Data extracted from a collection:
>>

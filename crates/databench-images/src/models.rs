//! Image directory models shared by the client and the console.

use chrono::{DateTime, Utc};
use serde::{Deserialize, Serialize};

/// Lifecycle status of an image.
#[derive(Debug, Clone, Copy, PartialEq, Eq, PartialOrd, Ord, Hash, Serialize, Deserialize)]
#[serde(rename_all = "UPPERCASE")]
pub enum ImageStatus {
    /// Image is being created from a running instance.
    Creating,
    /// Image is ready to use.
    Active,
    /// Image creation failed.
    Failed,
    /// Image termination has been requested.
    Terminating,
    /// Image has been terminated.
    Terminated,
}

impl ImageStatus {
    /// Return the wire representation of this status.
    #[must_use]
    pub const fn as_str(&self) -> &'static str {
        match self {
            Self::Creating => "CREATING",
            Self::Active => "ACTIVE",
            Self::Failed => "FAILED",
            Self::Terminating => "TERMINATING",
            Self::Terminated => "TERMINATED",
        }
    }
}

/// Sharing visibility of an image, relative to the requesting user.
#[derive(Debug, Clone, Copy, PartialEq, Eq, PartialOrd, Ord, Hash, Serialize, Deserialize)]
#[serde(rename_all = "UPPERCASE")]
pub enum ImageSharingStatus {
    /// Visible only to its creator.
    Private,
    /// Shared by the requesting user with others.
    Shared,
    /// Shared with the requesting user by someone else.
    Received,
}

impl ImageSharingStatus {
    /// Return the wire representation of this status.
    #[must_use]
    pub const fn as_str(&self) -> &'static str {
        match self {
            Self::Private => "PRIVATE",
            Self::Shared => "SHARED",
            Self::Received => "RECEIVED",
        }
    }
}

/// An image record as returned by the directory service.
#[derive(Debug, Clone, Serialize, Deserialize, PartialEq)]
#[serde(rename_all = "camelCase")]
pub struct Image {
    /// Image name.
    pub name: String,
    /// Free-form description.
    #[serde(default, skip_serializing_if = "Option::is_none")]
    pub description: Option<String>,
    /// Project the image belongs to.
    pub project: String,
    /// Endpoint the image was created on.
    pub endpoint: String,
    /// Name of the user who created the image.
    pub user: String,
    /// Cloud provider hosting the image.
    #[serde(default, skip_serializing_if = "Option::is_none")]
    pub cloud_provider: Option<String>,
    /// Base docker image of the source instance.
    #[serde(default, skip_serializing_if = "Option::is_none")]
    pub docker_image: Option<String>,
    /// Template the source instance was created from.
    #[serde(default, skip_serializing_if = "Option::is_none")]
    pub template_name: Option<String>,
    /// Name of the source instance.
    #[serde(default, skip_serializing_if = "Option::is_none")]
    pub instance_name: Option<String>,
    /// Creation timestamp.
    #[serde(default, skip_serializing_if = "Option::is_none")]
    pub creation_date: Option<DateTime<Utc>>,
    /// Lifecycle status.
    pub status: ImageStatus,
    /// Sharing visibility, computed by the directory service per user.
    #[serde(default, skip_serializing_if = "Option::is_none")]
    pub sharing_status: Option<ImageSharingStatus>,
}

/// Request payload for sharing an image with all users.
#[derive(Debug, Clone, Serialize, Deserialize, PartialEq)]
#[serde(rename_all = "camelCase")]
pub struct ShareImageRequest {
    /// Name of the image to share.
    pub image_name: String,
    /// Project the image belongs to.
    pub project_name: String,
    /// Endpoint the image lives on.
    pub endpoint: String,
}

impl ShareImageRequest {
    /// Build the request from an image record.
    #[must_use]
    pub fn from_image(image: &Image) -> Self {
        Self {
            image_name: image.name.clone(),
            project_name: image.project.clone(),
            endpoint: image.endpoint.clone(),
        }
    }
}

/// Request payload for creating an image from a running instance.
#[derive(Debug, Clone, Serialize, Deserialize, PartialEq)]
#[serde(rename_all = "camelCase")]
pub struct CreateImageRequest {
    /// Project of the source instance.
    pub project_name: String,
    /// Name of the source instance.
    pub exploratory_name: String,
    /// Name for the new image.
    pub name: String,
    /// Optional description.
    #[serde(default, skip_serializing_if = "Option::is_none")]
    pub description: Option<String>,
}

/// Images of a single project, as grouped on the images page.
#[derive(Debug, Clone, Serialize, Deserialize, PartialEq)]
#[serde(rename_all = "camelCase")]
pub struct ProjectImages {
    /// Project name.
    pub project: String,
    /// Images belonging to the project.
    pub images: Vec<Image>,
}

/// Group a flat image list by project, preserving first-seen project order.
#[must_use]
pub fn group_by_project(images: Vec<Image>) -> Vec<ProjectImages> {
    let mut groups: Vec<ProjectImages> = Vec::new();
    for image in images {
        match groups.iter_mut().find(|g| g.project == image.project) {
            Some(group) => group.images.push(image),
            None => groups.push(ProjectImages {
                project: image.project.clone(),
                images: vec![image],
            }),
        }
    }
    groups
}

<<

HOW TO COMPLETE THIS TASK | Repeat every line of the data word for word until you have repeated the line that contains "of an image.", which is the last one to include.

EXERCISE RESPONSE |
filename crates/databench-images/src/models.rs
//! Image directory models shared by the client and the console.

use chrono::{DateTime, Utc};
use serde::{Deserialize, Serialize};

/// Lifecycle status of an image.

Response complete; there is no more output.